Doctors caution against treating Omicron like the common cold
Justifying the revised shorter home isolation period for mild and asymptomatic COVID-19 cases announced by the Health Ministry recently, doctors note that going by available new data it has been found that the most infectious period is 2-3 days before the first symptom and 2-3 days after.
“This is good enough time to contain the spread, as even in the RT-PCR reports most people become negative by Day 7. However, Omicron should not be treated like the common cold. Greater spread means potentially more mutations,” said Mrinal Sircar, director – Pulmonology and Critical Care, Fortis Hospital Noida.
Doctors say that patients many times demand repeated COVID-19 tests because of the fear that they are not clear of the infection. Says Dr. Kapil Gupta, consultant – Emergency Medicine, HCMCT Manipal Hospital: “The pathology is only for ten days as most of the symptoms subside by then. So, the new guidelines are for seven days of home isolation and the last three days should be without fever. Government has advised against unnecessary testing once you have been cleared of the virus. We faced a problem of people coming for retesting during the first two waves. To use our resources optimally, we need to avoid this.

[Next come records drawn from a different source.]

//! Delivery gate: consent and quiet-hours policy applied before dispatch.

use crate::quiet_hours::is_quiet_hours;
use campaign_core::types::{ConsentState, Decision, QuietHoursWindow, User};
use chrono::NaiveTime;
use tracing::debug;

pub const REASON_OPTED_OUT: &str = "opted out";
pub const REASON_QUIET_HOURS: &str = "quiet hours";

/// Outcome of gating one recipient.
#[derive(Debug, Clone, PartialEq, Eq)]
pub enum GateDecision {
    Proceed,
    Skip(&'static str),
    Delay(&'static str),
}

impl GateDecision {
    /// Receipt decision and reason for a gated outcome; `None` for `Proceed`.
    pub fn receipt(&self) -> Option<(Decision, &'static str)> {
        match self {
            GateDecision::Proceed => None,
            GateDecision::Skip(reason) => Some((Decision::Skipped, reason)),
            GateDecision::Delay(reason) => Some((Decision::Delayed, reason)),
        }
    }
}

/// Applies consent first, then the quiet-hours window. Campaigns without a
/// window of their own use `default_window`.
#[derive(Debug, Clone)]
pub struct DeliveryGate {
    default_window: QuietHoursWindow,
}

impl DeliveryGate {
    pub fn new(default_window: QuietHoursWindow) -> Self {
        Self { default_window }
    }

    pub fn default_window(&self) -> &QuietHoursWindow {
        &self.default_window
    }

    pub fn evaluate(
        &self,
        user: &User,
        campaign_window: Option<&QuietHoursWindow>,
        now: NaiveTime,
    ) -> GateDecision {
        if user.consent_state == ConsentState::Stopped {
            debug!(user_id = %user.id, "Recipient opted out");
            return GateDecision::Skip(REASON_OPTED_OUT);
        }

        let window = campaign_window.unwrap_or(&self.default_window);
        if is_quiet_hours(window, now) {
            debug!(user_id = %user.id, now = %now, "Recipient inside quiet hours");
            return GateDecision::Delay(REASON_QUIET_HOURS);
        }

        GateDecision::Proceed
    }
}
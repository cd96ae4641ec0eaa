use campaign_core::types::DeliveryReceipt;
use campaign_store::Repository;
use tracing::{debug, error};

/// Appends one delivery receipt per recipient outcome.
#[derive(Debug, Clone)]
pub struct ReceiptRecorder {
    repo: Repository,
}

impl ReceiptRecorder {
    pub fn new(repo: Repository) -> Self {
        Self { repo }
    }

    /// Insert `receipt`. A failed write is logged and counted; it never
    /// interrupts the run. Returns whether the receipt was stored.
    pub async fn record(&self, receipt: &DeliveryReceipt) -> bool {
        let decision = receipt.decision.map(|d| d.as_str()).unwrap_or("NONE");
        match self.repo.insert_receipt(receipt).await {
            Ok(id) => {
                metrics::counter!("campaign.receipts", "decision" => decision).increment(1);
                debug!(
                    receipt_id = %id,
                    user_id = ?receipt.user_id,
                    decision,
                    reason = ?receipt.reason,
                    "Receipt recorded"
                );
                true
            }
            Err(e) => {
                metrics::counter!("campaign.receipt_write_failures").increment(1);
                error!(
                    user_id = ?receipt.user_id,
                    decision,
                    error = %e,
                    "Failed to record delivery receipt"
                );
                false
            }
        }
    }
}
impl Harness {
    fn new() -> Self {
        let store = Arc::new(InMemoryStore::new());
        let repo = Repository::new(store.clone());
        Self { store, repo }
    }

    fn engine_at(
        &self,
        provider: Arc<dyn SendProvider>,
        hour: u32,
        settings: RunnerSettings,
    ) -> CampaignEngine {
        let clock = Arc::new(FixedClock::at(NaiveTime::from_hms_opt(hour, 0, 0).unwrap()));
        CampaignEngine::new(self.repo.clone(), provider, clock, settings)
    }

    fn engine(&self, provider: Arc<dyn SendProvider>) -> CampaignEngine {
        self.engine_at(provider, 12, settings())
    }

    async fn user(&self, id: &str, name: &str, consent: ConsentState) {
        let now = Utc::now();
        let user = User {
            id: id.into(),
            wa_id: None,
            name: Some(name.into()),
            attributes: [("name".to_string(), json!(name))].into_iter().collect(),
            consent_state: consent,
            created_at: now,
            updated_at: now,
        };
        self.repo.insert_user(&user).await.unwrap();
    }

    async fn subscribe(&self, user_id: &str, topic: &str) {
        let sub = Subscription {
            id: None,
            user_id: user_id.into(),
            topic: topic.into(),
            subscribed_at: Utc::now(),
            unsubscribed_at: None,
        };
        self.repo.insert_subscription(&sub).await.unwrap();
    }

    async fn template(&self, id: &str, content: &str, content_sid: Option<&str>) {
        let template: Template = serde_json::from_value(json!({
            "id": id,
            "content": content,
            "content_sid": content_sid,
        }))
        .unwrap();
        self.repo.insert_template(&template).await.unwrap();
    }

    async fn campaign(&self, id: &str, topic: &str, template_id: &str) {
        self.campaign_with_limit(id, topic, template_id, 50).await;
    }

    async fn campaign_with_limit(&self, id: &str, topic: &str, template_id: &str, limit: u32) {
        let campaign: Campaign = serde_json::from_value(json!({
            "id": id,
            "topic": topic,
            "template_id": template_id,
            "rate_limit": limit,
        }))
        .unwrap();
        self.repo.insert_campaign(&campaign).await.unwrap();
    }

    async fn receipts(&self, campaign_id: &str) -> Vec<DeliveryReceipt> {
        self.repo.receipts_for_campaign(campaign_id).await.unwrap()
    }

    async fn status(&self, campaign_id: &str) -> CampaignStatus {
        self.repo.get_campaign(campaign_id).await.unwrap().unwrap().status
    }

    /// Ann subscribed to PROMOS, template "Hi {{name}}", campaign c1.
    async fn standard(&self, consent: ConsentState) {
        self.user(ANN, "Ann", consent).await;
        self.subscribe(ANN, "PROMOS").await;
        self.template("t1", "Hi {{name}}", None).await;
        self.campaign("c1", "PROMOS", "t1").await;
    }
}
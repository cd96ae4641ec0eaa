//! Inbound keyword commands sent by users to the business number.

use campaign_core::types::InboundCommand;

/// A parsed inbound message. `command` is `None` for free text.
#[derive(Debug, Clone, PartialEq, Eq)]
pub struct InboundMessage {
    /// Sender address with any channel prefix removed.
    pub sender: String,
    pub command: Option<InboundCommand>,
    pub topic: Option<String>,
}

/// Parse a message body into a command. Keywords are case-insensitive and
/// topics are normalised to upper case.
pub fn parse_inbound(from: &str, body: &str) -> InboundMessage {
    let sender = from.trim();
    let sender = sender.strip_prefix("whatsapp:").unwrap_or(sender).to_string();
    let normalized = body.trim().to_uppercase();

    let (command, topic) = match normalized.split_once(char::is_whitespace) {
        None if normalized == "START" => (Some(InboundCommand::Start), None),
        None if normalized == "STOP" => (Some(InboundCommand::Stop), None),
        Some((keyword, rest)) => {
            let topic = rest.trim().to_string();
            match keyword {
                "SUBSCRIBE" if !topic.is_empty() => (Some(InboundCommand::Subscribe), Some(topic)),
                "UNSUBSCRIBE" if !topic.is_empty() => {
                    (Some(InboundCommand::Unsubscribe), Some(topic))
                }
                _ => (None, None),
            }
        }
        None => (None, None),
    };

    InboundMessage {
        sender,
        command,
        topic,
    }
}

#[cfg(test)]
mod tests {
    use super::*;

    #[test]
    fn test_start_stop_case_insensitive() {
        let msg = parse_inbound("whatsapp:+15550001111", "  stop ");
        assert_eq!(msg.sender, "+15550001111");
        assert_eq!(msg.command, Some(InboundCommand::Stop));
        assert_eq!(parse_inbound("+1555", "Start").command, Some(InboundCommand::Start));
    }

    #[test]
    fn test_subscribe_with_topic() {
        let msg = parse_inbound("whatsapp:+15550001111", "subscribe promotions");
        assert_eq!(msg.command, Some(InboundCommand::Subscribe));
        assert_eq!(msg.topic.as_deref(), Some("PROMOTIONS"));

        let msg = parse_inbound("+15550001111", "UNSUBSCRIBE   news");
        assert_eq!(msg.command, Some(InboundCommand::Unsubscribe));
        assert_eq!(msg.topic.as_deref(), Some("NEWS"));
    }

    #[test]
    fn test_free_text_and_bare_keywords_are_not_commands() {
        assert_eq!(parse_inbound("+1555", "hello there").command, None);
        assert_eq!(parse_inbound("+1555", "SUBSCRIBE").command, None);
        assert_eq!(parse_inbound("+1555", "STOP please").command, None);
        assert_eq!(parse_inbound("+1555", "").command, None);
    }
}
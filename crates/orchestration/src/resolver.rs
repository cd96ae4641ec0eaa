use campaign_core::CampaignResult;
use campaign_store::Repository;
use tracing::debug;

/// Resolves a topic to the user ids holding an active subscription.
#[derive(Debug, Clone)]
pub struct RecipientResolver {
    repo: Repository,
}

impl RecipientResolver {
    pub fn new(repo: Repository) -> Self {
        Self { repo }
    }

    /// One entry per active subscription row, in store order. A user
    /// subscribed twice appears twice.
    pub async fn resolve(&self, topic: &str) -> CampaignResult<Vec<String>> {
        let recipients: Vec<String> = self
            .repo
            .active_subscriptions(topic)
            .await?
            .into_iter()
            .map(|sub| sub.user_id)
            .collect();
        debug!(topic = %topic, count = recipients.len(), "Recipients resolved");
        Ok(recipients)
    }
}
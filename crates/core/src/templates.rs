//! Message template rendering using `{{placeholder}}` syntax.

use crate::types::Attributes;
use serde_json::Value;

const OPEN: &str = "{{";
const CLOSE: &str = "}}";

/// Substitute every `{{key}}` in `content` with the textual value of
/// `attributes[key]`. Placeholders without a matching attribute are left
/// verbatim. Substituted values are never rescanned.
pub fn render_template(content: &str, attributes: &Attributes) -> String {
    let mut out = String::with_capacity(content.len());
    let mut rest = content;

    while let Some(open) = rest.find(OPEN) {
        out.push_str(&rest[..open]);
        let token = &rest[open..];
        let resolved = token[OPEN.len()..]
            .find(CLOSE)
            .map(|close| &token[OPEN.len()..OPEN.len() + close])
            .and_then(|key| attributes.get(key).map(|value| (key, value)));

        match resolved {
            Some((key, value)) => {
                out.push_str(&value_text(value));
                rest = &token[OPEN.len() + key.len() + CLOSE.len()..];
            }
            None => {
                // Not a known placeholder here; emit one brace and rescan so
                // `{{{name}}}` still resolves the inner token.
                out.push('{');
                rest = &token[1..];
            }
        }
    }
    out.push_str(rest);
    out
}

/// Distinct placeholder names referenced by `content`, in first-use order.
pub fn placeholders(content: &str) -> Vec<String> {
    let mut names: Vec<String> = Vec::new();
    let mut rest = content;
    while let Some(open) = rest.find(OPEN) {
        let after = &rest[open + OPEN.len()..];
        let Some(close) = after.find(CLOSE) else {
            break;
        };
        let name = &after[..close];
        if !name.is_empty() && !name.contains('{') && !names.iter().any(|n| n == name) {
            names.push(name.to_string());
        }
        rest = &after[close + CLOSE.len()..];
    }
    names
}

fn value_text(value: &Value) -> String {
    match value {
        Value::String(s) => s.clone(),
        Value::Null => String::new(),
        Value::Bool(b) => b.to_string(),
        Value::Number(n) => n.to_string(),
        other => other.to_string(),
    }
}

#[cfg(test)]
mod tests {
    use super::*;
    use serde_json::json;

    fn attrs(value: Value) -> Attributes {
        serde_json::from_value(value).expect("attributes object")
    }

    #[test]
    fn test_render_basic() {
        let ctx = attrs(json!({"name": "Ann"}));
        assert_eq!(render_template("Hello {{name}}", &ctx), "Hello Ann");
    }

    #[test]
    fn test_unknown_placeholder_left_intact() {
        assert_eq!(render_template("Hi {{x}}", &Attributes::new()), "Hi {{x}}");
    }

    #[test]
    fn test_every_occurrence_replaced() {
        let ctx = attrs(json!({"name": "Ann"}));
        assert_eq!(
            render_template("{{name}}, {{name}}!", &ctx),
            "Ann, Ann!"
        );
    }

    #[test]
    fn test_scalar_values_coerced_to_text() {
        let ctx = attrs(json!({"points": 120, "vip": true, "ratio": 1.5, "nick": null}));
        assert_eq!(
            render_template("{{points}}/{{vip}}/{{ratio}}/[{{nick}}]", &ctx),
            "120/true/1.5/[]"
        );
    }

    #[test]
    fn test_render_is_idempotent_without_nested_tokens() {
        let ctx = attrs(json!({"name": "Ann", "city": "Oslo"}));
        let content = "Hi {{name}} from {{city}}, see {{missing}}";
        let once = render_template(content, &ctx);
        assert_eq!(render_template(&once, &ctx), once);
    }

    #[test]
    fn test_substituted_values_not_rescanned() {
        let ctx = attrs(json!({"a": "{{b}}", "b": "x"}));
        assert_eq!(render_template("{{a}}", &ctx), "{{b}}");
    }

    #[test]
    fn test_extra_braces_and_unterminated() {
        let ctx = attrs(json!({"name": "Ann"}));
        assert_eq!(render_template("{{{name}}}", &ctx), "{Ann}");
        assert_eq!(render_template("Hi {{name", &ctx), "Hi {{name");
    }

    #[test]
    fn test_placeholders() {
        assert_eq!(
            placeholders("Hi {{name}}, {{code}} and {{name}} again {{"),
            vec!["name".to_string(), "code".to_string()]
        );
    }
}
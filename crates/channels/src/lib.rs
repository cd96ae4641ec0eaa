//! Outbound and inbound messaging channels.
//!
//! Outbound: a `SendProvider` seam with Twilio and log-only implementations,
//! driven by a `Dispatcher` that applies the retry policy.
//! Inbound: parsing of user keyword commands (START, STOP, SUBSCRIBE, ...).

#![warn(clippy::unwrap_used)]

pub mod dispatcher;
pub mod inbound;
pub mod provider;
pub mod twilio;

pub use dispatcher::{DispatchOutcome, Dispatcher, RetryPolicy};
pub use inbound::{parse_inbound, InboundMessage};
pub use provider::{LogProvider, ProviderError, ScriptedProvider, SendProvider, SendRequest};
pub use twilio::TwilioProvider;
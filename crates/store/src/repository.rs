//! Typed access to the document store.
//!
//! Every read decodes and validates into a `campaign_core::types` record;
//! every write serializes a typed record. Raw documents stay inside this
//! module.

use crate::error::StoreError;
use crate::traits::{to_document, Collection, Document, DocumentStore, Filter};
use campaign_core::types::{
    Campaign, CampaignStatus, ConsentState, Decision, DeliveryReceipt, DeliveryStatus,
    InboundEvent, StatusCallback, Subscription, Template, User,
};
use campaign_core::validation::{check, decode, Validate};
use campaign_core::CampaignResult;
use chrono::{DateTime, Utc};
use serde::de::DeserializeOwned;
use serde_json::{json, Value};
use std::sync::Arc;
use tracing::{debug, warn};

/// Whether a status callback matched an existing receipt.
#[derive(Debug, Clone, Copy, PartialEq, Eq)]
pub enum UpsertOutcome {
    Updated,
    Created,
}

/// Explicit store handle passed to every engine component.
#[derive(Clone)]
pub struct Repository {
    store: Arc<dyn DocumentStore>,
}

impl std::fmt::Debug for Repository {
    fn fmt(&self, f: &mut std::fmt::Formatter<'_>) -> std::fmt::Result {
        f.debug_struct("Repository").finish_non_exhaustive()
    }
}

impl Repository {
    pub fn new(store: Arc<dyn DocumentStore>) -> Self {
        Self { store }
    }

    pub fn store(&self) -> &Arc<dyn DocumentStore> {
        &self.store
    }

    async fn find_typed<T>(
        &self,
        collection: Collection,
        filter: &Filter,
    ) -> CampaignResult<Option<T>>
    where
        T: DeserializeOwned + Validate,
    {
        match self.store.find_one(collection, filter).await? {
            Some(document) => Ok(Some(decode(Value::Object(document))?)),
            None => Ok(None),
        }
    }

    async fn insert_typed<T>(&self, collection: Collection, record: &T) -> CampaignResult<String>
    where
        T: serde::Serialize + Validate,
    {
        check(record)?;
        Ok(self.store.insert_one(collection, to_document(record)?).await?)
    }

    // ─── Users ─────────────────────────────────────────────────────────────

    pub async fn get_user(&self, id: &str) -> CampaignResult<Option<User>> {
        self.find_typed(Collection::Users, &Filter::by_id(id)).await
    }

    pub async fn insert_user(&self, user: &User) -> CampaignResult<String> {
        self.insert_typed(Collection::Users, user).await
    }

    /// Set a user's consent state, creating a bare user record if needed.
    pub async fn set_consent(
        &self,
        user_id: &str,
        state: ConsentState,
        now: DateTime<Utc>,
    ) -> CampaignResult<()> {
        let result = self
            .store
            .update_one(
                Collection::Users,
                &Filter::by_id(user_id),
                fields(json!({
                    "consent_state": state.as_str(),
                    "updated_at": now,
                })),
                false,
            )
            .await?;
        if result.matched == 0 {
            let user = User {
                id: user_id.to_string(),
                wa_id: None,
                name: None,
                attributes: Default::default(),
                consent_state: state,
                created_at: now,
                updated_at: now,
            };
            self.insert_user(&user).await?;
        }
        Ok(())
    }

    // ─── Subscriptions ─────────────────────────────────────────────────────

    pub async fn insert_subscription(&self, subscription: &Subscription) -> CampaignResult<String> {
        self.insert_typed(Collection::Subscriptions, subscription).await
    }

    /// Active subscriptions for `topic`, in store order. Rows that fail
    /// validation are logged and skipped rather than failing the read.
    pub async fn active_subscriptions(&self, topic: &str) -> CampaignResult<Vec<Subscription>> {
        let filter = Filter::new()
            .eq("topic", topic)
            .eq("unsubscribed_at", Value::Null);
        let documents = self.store.find_many(Collection::Subscriptions, &filter).await?;
        let mut subscriptions = Vec::with_capacity(documents.len());
        for document in documents {
            match decode::<Subscription>(Value::Object(document)) {
                Ok(sub) => subscriptions.push(sub),
                Err(e) => warn!(topic = %topic, error = %e, "Skipping invalid subscription record"),
            }
        }
        Ok(subscriptions)
    }

    /// Mark `user_id` as subscribed to `topic`, reactivating a prior row.
    pub async fn subscribe(
        &self,
        user_id: &str,
        topic: &str,
        now: DateTime<Utc>,
    ) -> CampaignResult<()> {
        let filter = Filter::new().eq("user_id", user_id).eq("topic", topic);
        self.store
            .update_one(
                Collection::Subscriptions,
                &filter,
                fields(json!({
                    "subscribed_at": now,
                    "unsubscribed_at": null,
                })),
                true,
            )
            .await?;
        Ok(())
    }

    /// Stamp `unsubscribed_at` on the active subscription. Returns whether
    /// one existed.
    pub async fn unsubscribe(
        &self,
        user_id: &str,
        topic: &str,
        now: DateTime<Utc>,
    ) -> CampaignResult<bool> {
        let filter = Filter::new()
            .eq("user_id", user_id)
            .eq("topic", topic)
            .eq("unsubscribed_at", Value::Null);
        let result = self
            .store
            .update_one(
                Collection::Subscriptions,
                &filter,
                fields(json!({ "unsubscribed_at": now })),
                false,
            )
            .await?;
        Ok(result.matched > 0)
    }

    // ─── Templates & campaigns ─────────────────────────────────────────────

    pub async fn get_template(&self, id: &str) -> CampaignResult<Option<Template>> {
        self.find_typed(Collection::Templates, &Filter::by_id(id)).await
    }

    pub async fn insert_template(&self, template: &Template) -> CampaignResult<String> {
        self.insert_typed(Collection::Templates, template).await
    }

    pub async fn get_campaign(&self, id: &str) -> CampaignResult<Option<Campaign>> {
        self.find_typed(Collection::Campaigns, &Filter::by_id(id)).await
    }

    pub async fn insert_campaign(&self, campaign: &Campaign) -> CampaignResult<String> {
        self.insert_typed(Collection::Campaigns, campaign).await
    }

    /// First scheduled campaign targeting `topic`.
    pub async fn find_scheduled_campaign(&self, topic: &str) -> CampaignResult<Option<Campaign>> {
        let filter = Filter::new()
            .eq("topic", topic)
            .eq("status", CampaignStatus::Scheduled.as_str());
        self.find_typed(Collection::Campaigns, &filter).await
    }

    /// Mark a campaign completed and stamp its last run time.
    pub async fn finalize_campaign(&self, id: &str, now: DateTime<Utc>) -> CampaignResult<()> {
        self.store
            .update_one(
                Collection::Campaigns,
                &Filter::by_id(id),
                fields(json!({
                    "status": CampaignStatus::Completed.as_str(),
                    "last_run": now,
                    "updated_at": now,
                })),
                false,
            )
            .await?;
        Ok(())
    }

    // ─── Delivery receipts ─────────────────────────────────────────────────

    /// Store a run receipt. A receipt carrying a provider message id is
    /// merged into the status record a callback may already have created for
    /// that id; the callback's lifecycle fields are kept. Returns the id of
    /// the stored record.
    pub async fn insert_receipt(&self, receipt: &DeliveryReceipt) -> CampaignResult<String> {
        let Some(message_id) = receipt.provider_message_id.as_deref() else {
            return self.insert_typed(Collection::DeliveryReceipts, receipt).await;
        };
        check(receipt)?;
        if let Some(id) = self.merge_into_status_record(message_id, receipt).await? {
            return Ok(id);
        }
        let document = to_document(receipt)?;
        match self.store.insert_one(Collection::DeliveryReceipts, document).await {
            Ok(id) => Ok(id),
            // A callback landed between the merge attempt and the insert.
            Err(StoreError::DuplicateKey { .. }) => {
                match self.merge_into_status_record(message_id, receipt).await? {
                    Some(id) => Ok(id),
                    None => Err(StoreError::DuplicateKey {
                        collection: Collection::DeliveryReceipts.as_str(),
                        field: "provider_message_id",
                        value: message_id.to_string(),
                    }
                    .into()),
                }
            }
            Err(e) => Err(e.into()),
        }
    }

    /// Copy the run fields of `receipt` onto a callback-only record for
    /// `message_id`. `None` when no such record exists.
    async fn merge_into_status_record(
        &self,
        message_id: &str,
        receipt: &DeliveryReceipt,
    ) -> CampaignResult<Option<String>> {
        let filter = Filter::new()
            .eq("provider_message_id", message_id)
            .eq("decision", Value::Null);
        let mut set = to_document(receipt)?;
        for lifecycle in ["id", "status", "error_code", "raw_payload", "updated_at"] {
            set.remove(lifecycle);
        }
        let result = self
            .store
            .update_one(Collection::DeliveryReceipts, &filter, set, false)
            .await?;
        if result.matched > 0 {
            debug!(message_id = %message_id, "Run receipt merged into earlier status callback");
        }
        Ok(result.matched_id)
    }

    pub async fn receipts_for_campaign(
        &self,
        campaign_id: &str,
    ) -> CampaignResult<Vec<DeliveryReceipt>> {
        self.receipts(&Filter::new().eq("campaign_id", campaign_id)).await
    }

    pub async fn receipt_by_provider_id(
        &self,
        message_id: &str,
    ) -> CampaignResult<Option<DeliveryReceipt>> {
        self.find_typed(
            Collection::DeliveryReceipts,
            &Filter::new().eq("provider_message_id", message_id),
        )
        .await
    }

    async fn receipts(&self, filter: &Filter) -> CampaignResult<Vec<DeliveryReceipt>> {
        self.store
            .find_many(Collection::DeliveryReceipts, filter)
            .await?
            .into_iter()
            .map(|d| decode(Value::Object(d)))
            .collect()
    }

    /// Apply a provider status callback to the receipt with the same
    /// provider message id, creating a record if none exists yet.
    pub async fn upsert_status(
        &self,
        callback: &StatusCallback,
        now: DateTime<Utc>,
    ) -> CampaignResult<UpsertOutcome> {
        let status = DeliveryStatus::from_provider(&callback.status);
        let filter = Filter::new().eq("provider_message_id", callback.message_id.as_str());
        let set = fields(json!({
            "status": status,
            "error_code": callback.error_code,
            "raw_payload": callback.raw_payload,
            "updated_at": now,
        }));

        let mut result = self
            .store
            .update_one(Collection::DeliveryReceipts, &filter, set.clone(), false)
            .await?;
        if result.matched == 0 {
            let mut seed = set.clone();
            seed.insert("timestamp".into(), json!(now));
            result = match self
                .store
                .update_one(Collection::DeliveryReceipts, &filter, seed, true)
                .await
            {
                // Another writer created the record first; apply on top of it.
                Err(StoreError::DuplicateKey { .. }) => {
                    self.store
                        .update_one(Collection::DeliveryReceipts, &filter, set, false)
                        .await?
                }
                other => other?,
            };
        }

        debug!(
            message_id = %callback.message_id,
            status = %status.as_str(),
            matched = result.matched,
            "Receipt status reconciled"
        );
        Ok(if result.matched > 0 {
            UpsertOutcome::Updated
        } else {
            UpsertOutcome::Created
        })
    }

    // ─── Inbound events & stats ────────────────────────────────────────────

    pub async fn insert_inbound_event(&self, event: &InboundEvent) -> CampaignResult<String> {
        Ok(self
            .store
            .insert_one(Collection::InboundEvents, to_document(event)?)
            .await?)
    }

    pub async fn count_users(&self, consent: Option<ConsentState>) -> CampaignResult<u64> {
        let filter = match consent {
            Some(state) => Filter::new().eq("consent_state", state.as_str()),
            None => Filter::new(),
        };
        Ok(self.store.count(Collection::Users, &filter).await?)
    }

    /// Receipts written by campaign runs, optionally narrowed to one
    /// decision. Records created only by status callbacks are not counted.
    pub async fn count_receipts(&self, decision: Option<Decision>) -> CampaignResult<u64> {
        let receipts = Collection::DeliveryReceipts;
        match decision {
            Some(decision) => {
                let filter = Filter::new().eq("decision", decision.as_str());
                Ok(self.store.count(receipts, &filter).await?)
            }
            None => {
                let all = self.store.count(receipts, &Filter::new()).await?;
                let undecided = Filter::new().eq("decision", Value::Null);
                let callback_only = self.store.count(receipts, &undecided).await?;
                Ok(all.saturating_sub(callback_only))
            }
        }
    }
}

fn fields(value: Value) -> Document {
    match value {
        Value::Object(map) => map,
        _ => Document::new(),
    }
}
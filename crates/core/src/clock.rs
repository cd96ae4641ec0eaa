//! Wall-clock access for policy checks and timestamps.
//!
//! Components take an `Arc<dyn Clock>` so tests can pin "now".

use chrono::{DateTime, Local, NaiveTime, Utc};
use std::sync::Arc;

pub trait Clock: Send + Sync {
    /// Current instant, used for record timestamps.
    fn now_utc(&self) -> DateTime<Utc>;

    /// Current local time-of-day, used for quiet-hours evaluation.
    fn local_time(&self) -> NaiveTime;
}

/// Reads the host clock.
#[derive(Debug, Default, Clone, Copy)]
pub struct SystemClock;

impl Clock for SystemClock {
    fn now_utc(&self) -> DateTime<Utc> {
        Utc::now()
    }

    fn local_time(&self) -> NaiveTime {
        Local::now().time()
    }
}

/// Clock frozen at a given instant and local time-of-day.
#[derive(Debug, Clone, Copy)]
pub struct FixedClock {
    pub instant: DateTime<Utc>,
    pub time_of_day: NaiveTime,
}

impl FixedClock {
    pub fn at(time_of_day: NaiveTime) -> Self {
        Self {
            instant: Utc::now(),
            time_of_day,
        }
    }
}

impl Clock for FixedClock {
    fn now_utc(&self) -> DateTime<Utc> {
        self.instant
    }

    fn local_time(&self) -> NaiveTime {
        self.time_of_day
    }
}

pub fn system_clock() -> Arc<dyn Clock> {
    Arc::new(SystemClock)
}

“We can only hope the other mutations that come up help improve herd immunity rather than make the virus more dangerous,” he said.
Even the United States’ CDC (Centre for Disease Control) guidelines has recommended five days of home isolation for mildly symptomatic and asymptomatic COVID-19 patients. Thereafter they must self monitor for the next five days, but they can step out with mask and adhering strictly to COVID appropriate behaviour, said Gurmeet Singh Chabbra, director Pulmonology, QRG Super Speciality Hospital Faridabad. Thus far, the majority of Omicron patients, especially those who are fully vaccinated, has had only mild symptoms.
“Still, we have to take this seriously as increased transmissibility of Omicron, which is about 3 to 4 times that of the Delta variant, will result in a large number of patients. It is causing reinfection in those who had recovered in the past and breakthrough infection in those already vaccinated. Though hospital admission due to Omicron are 50 to 60 per cent less compared to the Delta virus, a large number of cases will result in overburdening of the health care system,” he said.
Mutation is a normal phenomenon during viral replication. Omicron too is a result of significant mutations — more than 50, over 30 of them in the spike protein itself.
Dr. Singh said it has been observed till now that Omicron mainly affects upper airways and bronchi with lung parenchyma involvement in a few cases. But unvaccinated or partially vaccinated or immunocompromised and high risk patients with co-morbid conditions are prone to severe disease.